▶ WHAT IS BEING ASKED: The lines to be copied are those below that contain "offset".

-- SOURCE MATERIAL follows --

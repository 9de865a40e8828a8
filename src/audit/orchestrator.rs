//! Drives every candidate cycle through mapping, provisioning, execution and accounting

use alloy::primitives::U256;
use std::collections::HashMap;
use tracing::{debug, error, info, info_span, Instrument};
use crate::{
    accounting::{Accounting, ForensicAccountant},
    config::Config,
    environment::ExecutionEnvironment,
    errors::{AuditError, CycleFailure},
    execution::CycleExecutor,
    pools::{PoolIndex, ReserveSynthesizer},
    registry::TokenRegistry,
    types::{AuditSummary, CycleReport, Opportunity},
    utils::{math::normalize, print_cycle_outcome},
};

/// Stage a cycle was in when it failed.
#[derive(Debug, Clone, Copy, PartialEq, Eq)]
pub enum CycleStage {
    Mapping,
    Provisioning,
    Executing,
    Accounting,
}

#[derive(Debug)]
pub enum CycleOutcome {
    Verified(CycleReport),
    /// The environment rejected the path; nothing was accounted.
    Reverted,
    Failed { stage: CycleStage, error: AuditError },
}

impl CycleOutcome {
    pub fn report(&self) -> Option<&CycleReport> {
        match self {
            Self::Verified(report) => Some(report),
            _ => None,
        }
    }
}

#[derive(Debug, Clone, Copy, PartialEq, Eq)]
pub struct AuditOptions {
    pub default_decimals: u8,
    pub input_decimals: u8,
    pub strict_pools: bool,
    pub max_cycles: Option<usize>,
}

impl Default for AuditOptions {
    fn default() -> Self {
        Self::from_config(&Config::default())
    }
}

impl AuditOptions {
    pub fn from_config(config: &Config) -> Self {
        Self {
            default_decimals: config.default_decimals,
            input_decimals: config.input_decimals,
            strict_pools: config.strict_pools,
            max_cycles: config.max_cycles,
        }
    }
}

/// Owns the token registry and the running summary for one audit run.
pub struct Auditor<E: ExecutionEnvironment> {
    env: E,
    registry: TokenRegistry,
    pools: PoolIndex,
    accountant: ForensicAccountant,
    options: AuditOptions,
    summary: AuditSummary,
    reports: Vec<CycleReport>,
    error_counts: HashMap<String, u32>,
}

impl<E: ExecutionEnvironment> Auditor<E> {
    pub fn new(env: E, pools: PoolIndex, accountant: ForensicAccountant, options: AuditOptions) -> Self {
        let summary = AuditSummary::new(accountant.profit_decimals());
        Self {
            env,
            registry: TokenRegistry::new(),
            pools,
            accountant,
            options,
            summary,
            reports: Vec::new(),
            error_counts: HashMap::new(),
        }
    }

    /// Audits `opportunities` in order and returns the finalized summary.
    ///
    /// Cycle failures are recorded and never stop the run.
    pub async fn run(&mut self, opportunities: &[Opportunity]) -> &AuditSummary {
        let limit = self.options.max_cycles.unwrap_or(opportunities.len());
        info!(
            "🔍 Auditing {} of {} cycles against the {} environment (run {})",
            limit.min(opportunities.len()),
            opportunities.len(),
            self.env.name(),
            self.summary.run_id
        );

        for (offset, opportunity) in opportunities.iter().take(limit).enumerate() {
            let index = offset + 1;
            let outcome = self.audit_cycle(index, opportunity).await;
            print_cycle_outcome(index, &outcome);
        }

        self.summary.finalize();
        &self.summary
    }

    /// Audits a single cycle. `index` is the 1-based position in the input.
    pub async fn audit_cycle(&mut self, index: usize, opportunity: &Opportunity) -> CycleOutcome {
        self.summary.attempted += 1;
        let span = info_span!("cycle", index);

        match self.try_cycle(index, opportunity).instrument(span).await {
            Ok(Some(report)) => {
                self.reports.push(report.clone());
                CycleOutcome::Verified(report)
            }
            Ok(None) => {
                self.summary.reverted += 1;
                CycleOutcome::Reverted
            }
            Err(failure) => {
                error!("{}: {}", failure, failure.error);
                self.summary.failed += 1;
                *self
                    .error_counts
                    .entry(failure.error.kind().to_string())
                    .or_insert(0) += 1;
                CycleOutcome::Failed {
                    stage: failure.stage,
                    error: failure.error,
                }
            }
        }
    }

    async fn try_cycle(
        &mut self,
        index: usize,
        opportunity: &Opportunity,
    ) -> Result<Option<CycleReport>, CycleFailure> {
        let fail = move |stage: CycleStage| move |error: AuditError| CycleFailure { index, stage, error };

        // Mapping
        if opportunity.path.len() < 2 {
            return Err(fail(CycleStage::Mapping)(AuditError::InvalidPath(format!(
                "need at least 2 tokens, got {}",
                opportunity.path.len()
            ))));
        }
        for token in opportunity.distinct_tokens() {
            self.registry
                .get_or_create(&mut self.env, token)
                .await
                .map_err(|e| fail(CycleStage::Mapping)(e.into()))?;
        }

        // Provisioning
        let synthesizer = ReserveSynthesizer::new(
            &self.pools,
            self.options.default_decimals,
            self.options.strict_pools,
        );
        for (from, to) in opportunity.hops() {
            synthesizer
                .provision(&mut self.env, &self.registry, from, to)
                .await
                .map_err(fail(CycleStage::Provisioning))?;
        }

        // Executing
        let path = self
            .registry
            .resolve_path(&opportunity.path)
            .map_err(fail(CycleStage::Executing))?;
        let amount_in = normalize(&opportunity.input_amount, self.options.input_decimals)
            .map_err(fail(CycleStage::Executing))?;
        let min_profit: U256 = amount_in;
        debug!("Input {} normalized to {}", opportunity.input_amount, amount_in);

        let result = CycleExecutor::run(&mut self.env, &path, amount_in, min_profit)
            .await
            .map_err(fail(CycleStage::Executing))?;

        // Accounting
        match self
            .accountant
            .account(index, opportunity, &result, &mut self.summary)
            .map_err(fail(CycleStage::Accounting))?
        {
            Accounting::Report(report) => Ok(Some(report)),
            Accounting::Skipped => Ok(None),
        }
    }

    pub fn summary(&self) -> &AuditSummary {
        &self.summary
    }

    pub fn reports(&self) -> &[CycleReport] {
        &self.reports
    }

    pub fn registry(&self) -> &TokenRegistry {
        &self.registry
    }

    /// Failed cycles tallied by error kind.
    pub fn error_counts(&self) -> &HashMap<String, u32> {
        &self.error_counts
    }

    pub fn env(&self) -> &E {
        &self.env
    }
}

#[cfg(test)]
mod tests {
    use super::*;
    use crate::{environment::SimulatedEnvironment, types::PoolRecord};

    fn pool(a: &str, b: &str, ra: &str, rb: &str) -> PoolRecord {
        serde_json::from_value(serde_json::json!({
            "token0": { "id": a },
            "token1": { "id": b },
            "reserve0": ra,
            "reserve1": rb,
        }))
        .unwrap()
    }

    fn opportunity(path: &[&str], input: &str) -> Opportunity {
        serde_json::from_value(serde_json::json!({
            "inputAmount": input,
            "path": path,
        }))
        .unwrap()
    }

    fn auditor(pools: Vec<PoolRecord>, strict: bool) -> Auditor<SimulatedEnvironment> {
        let options = AuditOptions {
            strict_pools: strict,
            ..AuditOptions::default()
        };
        let accountant = ForensicAccountant::from_gas_price("0.000000032", 18).unwrap();
        Auditor::new(SimulatedEnvironment::default(), PoolIndex::new(pools), accountant, options)
    }

    #[tokio::test]
    async fn open_two_hop_path_touches_each_component_once() {
        let mut auditor = auditor(
            vec![
                pool("0xa", "0xb", "1000.0", "2000.0"),
                pool("0xb", "0xc", "1000.0", "1000.0"),
            ],
            false,
        );

        let outcome = auditor.audit_cycle(1, &opportunity(&["0xa", "0xb", "0xc"], "1.0")).await;

        assert!(matches!(outcome, CycleOutcome::Verified(_)));
        let calls = auditor.env().calls();
        assert_eq!(calls.create_token, 3);
        assert_eq!(calls.set_reserve, 2);
        assert_eq!(calls.execute, 1);
        assert_eq!(auditor.reports().len(), 1);
        assert_eq!(auditor.summary().succeeded, 1);
    }

    #[tokio::test]
    async fn malformed_input_fails_in_executing_stage() {
        let mut auditor = auditor(vec![pool("0xa", "0xb", "10", "10")], false);

        let outcome = auditor.audit_cycle(1, &opportunity(&["0xa", "0xb", "0xa"], "1.2.3")).await;

        match outcome {
            CycleOutcome::Failed { stage, error } => {
                assert_eq!(stage, CycleStage::Executing);
                assert!(matches!(error, AuditError::MalformedDecimal { .. }));
            }
            other => panic!("expected failure, got {other:?}"),
        }
        assert_eq!(auditor.summary().failed, 1);
        assert_eq!(auditor.error_counts().get("malformed_decimal"), Some(&1));
        assert_eq!(auditor.env().calls().execute, 0);
    }

    #[tokio::test]
    async fn strict_mode_fails_provisioning_on_missing_pool() {
        let mut auditor = auditor(vec![pool("0xa", "0xb", "10", "10")], true);

        let outcome = auditor.audit_cycle(1, &opportunity(&["0xa", "0xb", "0xc"], "1")).await;

        assert!(matches!(
            outcome,
            CycleOutcome::Failed { stage: CycleStage::Provisioning, error: AuditError::PoolNotFound { .. } }
        ));
    }

    #[tokio::test]
    async fn single_token_path_fails_before_registration() {
        let mut auditor = auditor(Vec::new(), false);

        let outcome = auditor.audit_cycle(1, &opportunity(&["0xa"], "1")).await;

        assert!(matches!(outcome, CycleOutcome::Failed { stage: CycleStage::Mapping, .. }));
        assert!(auditor.registry().is_empty());
    }

    #[tokio::test]
    async fn max_cycles_limits_the_run() {
        let mut auditor = auditor(vec![pool("0xa", "0xb", "100", "100")], false);
        auditor.options.max_cycles = Some(1);
        let cycles = vec![
            opportunity(&["0xa", "0xb", "0xa"], "1"),
            opportunity(&["0xa", "0xb", "0xa"], "1"),
        ];

        let summary = auditor.run(&cycles).await;

        assert_eq!(summary.attempted, 1);
        assert!(summary.is_finalized());
    }
}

-- SOURCE MATERIAL concluded --

▶ REPLY:
        for (offset, opportunity) in opportunities.iter().take(limit).enumerate() {
            let index = offset + 1;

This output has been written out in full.